_Task to carry out:_ Below are entries to return in full. Keep each one exact.

Collected data entries:
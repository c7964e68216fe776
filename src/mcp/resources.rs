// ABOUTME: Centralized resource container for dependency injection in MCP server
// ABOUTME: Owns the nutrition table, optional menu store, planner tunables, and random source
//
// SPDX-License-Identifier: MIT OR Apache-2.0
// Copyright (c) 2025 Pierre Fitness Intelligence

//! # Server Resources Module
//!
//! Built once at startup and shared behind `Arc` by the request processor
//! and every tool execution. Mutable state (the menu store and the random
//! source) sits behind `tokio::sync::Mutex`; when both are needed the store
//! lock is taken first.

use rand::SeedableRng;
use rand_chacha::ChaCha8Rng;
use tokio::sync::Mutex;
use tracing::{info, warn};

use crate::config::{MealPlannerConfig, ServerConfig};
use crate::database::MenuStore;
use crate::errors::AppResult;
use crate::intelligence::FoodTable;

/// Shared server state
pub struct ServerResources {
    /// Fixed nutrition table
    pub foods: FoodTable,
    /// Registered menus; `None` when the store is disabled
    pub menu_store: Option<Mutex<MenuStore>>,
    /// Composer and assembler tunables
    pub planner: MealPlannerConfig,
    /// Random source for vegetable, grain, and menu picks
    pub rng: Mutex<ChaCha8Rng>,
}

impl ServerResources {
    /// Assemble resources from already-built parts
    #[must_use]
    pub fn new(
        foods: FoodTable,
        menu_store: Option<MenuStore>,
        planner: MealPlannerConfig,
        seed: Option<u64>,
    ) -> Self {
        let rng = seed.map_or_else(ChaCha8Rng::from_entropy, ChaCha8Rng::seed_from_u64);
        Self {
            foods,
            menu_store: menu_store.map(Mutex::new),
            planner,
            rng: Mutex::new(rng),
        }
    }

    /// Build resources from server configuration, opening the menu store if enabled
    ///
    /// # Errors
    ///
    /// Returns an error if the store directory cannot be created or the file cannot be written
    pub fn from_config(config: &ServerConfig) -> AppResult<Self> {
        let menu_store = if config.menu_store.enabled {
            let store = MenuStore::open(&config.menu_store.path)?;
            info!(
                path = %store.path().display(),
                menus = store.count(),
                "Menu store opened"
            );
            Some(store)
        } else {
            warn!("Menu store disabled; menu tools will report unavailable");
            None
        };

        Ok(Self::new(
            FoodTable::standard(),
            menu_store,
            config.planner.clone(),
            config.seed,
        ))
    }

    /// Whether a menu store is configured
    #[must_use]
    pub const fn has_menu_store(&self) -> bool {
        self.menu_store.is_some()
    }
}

_Task solution:_
repository c7964e68216fe776
filename src/mcp/resources.rs
// ABOUTME: Centralized resource container for dependency injection in MCP server
// ABOUTME: Owns the nutrition table, optional menu store, planner tunables, and random source
//
// SPDX-License-Identifier: MIT OR Apache-2.0
// Copyright (c) 2025 Pierre Fitness Intelligence

//! # Server Resources Module
//!
//! Built once at startup and shared behind `Arc` by the request processor
//! and every tool execution. Mutable state (the menu store and the random
//! source) sits behind `tokio::sync::Mutex`; when both are needed the store
//! lock is taken first.

use rand::SeedableRng;
use rand_chacha::ChaCha8Rng;
use tokio::sync::Mutex;
use tracing::{info, warn};

use crate::config::{MealPlannerConfig, ServerConfig};
use crate::database::MenuStore;
use crate::errors::AppResult;
use crate::intelligence::FoodTable;

/// Shared server state
pub struct ServerResources {
    /// Fixed nutrition table
    pub foods: FoodTable,
    /// Registered menus; `None` when the store is disabled
    pub menu_store: Option<Mutex<MenuStore>>,
    /// Composer and assembler tunables
    pub planner: MealPlannerConfig,
    /// Random source for vegetable, grain, and menu picks
    pub rng: Mutex<ChaCha8Rng>,
}

impl ServerResources {
    /// Assemble resources from already-built parts
    #[must_use]
    pub fn new(
        foods: FoodTable,
        menu_store: Option<MenuStore>,
        planner: MealPlannerConfig,
        seed: Option<u64>,
    ) -> Self {
        let rng = seed.map_or_else(ChaCha8Rng::from_entropy, ChaCha8Rng::seed_from_u64);
        Self {
            foods,
            menu_store: menu_store.map(Mutex::new),
            planner,
            rng: Mutex::new(rng),
        }
    }

    /// Build resources from server configuration, opening the menu store if enabled
    ///
    /// # Errors
    ///
    /// Returns an error if the store directory cannot be created or the file cannot be written
    pub fn from_config(config: &ServerConfig) -> AppResult<Self> {
        let menu_store = if config.menu_store.enabled {
            let store = MenuStore::open(&config.menu_store.path)?;
            info!(
                path = %store.path().display(),
                menus = store.count(),
                "Menu store opened"
            );
            Some(store)
        } else {
            warn!("Menu store disabled; menu tools will report unavailable");
            None
        };

        Ok(Self::new(
            FoodTable::standard(),
            menu_store,
            config.planner.clone(),
            config.seed,
        ))
    }

    /// Whether a menu store is configured
    #[must_use]
    pub const fn has_menu_store(&self) -> bool {
        self.menu_store.is_some()
    }
}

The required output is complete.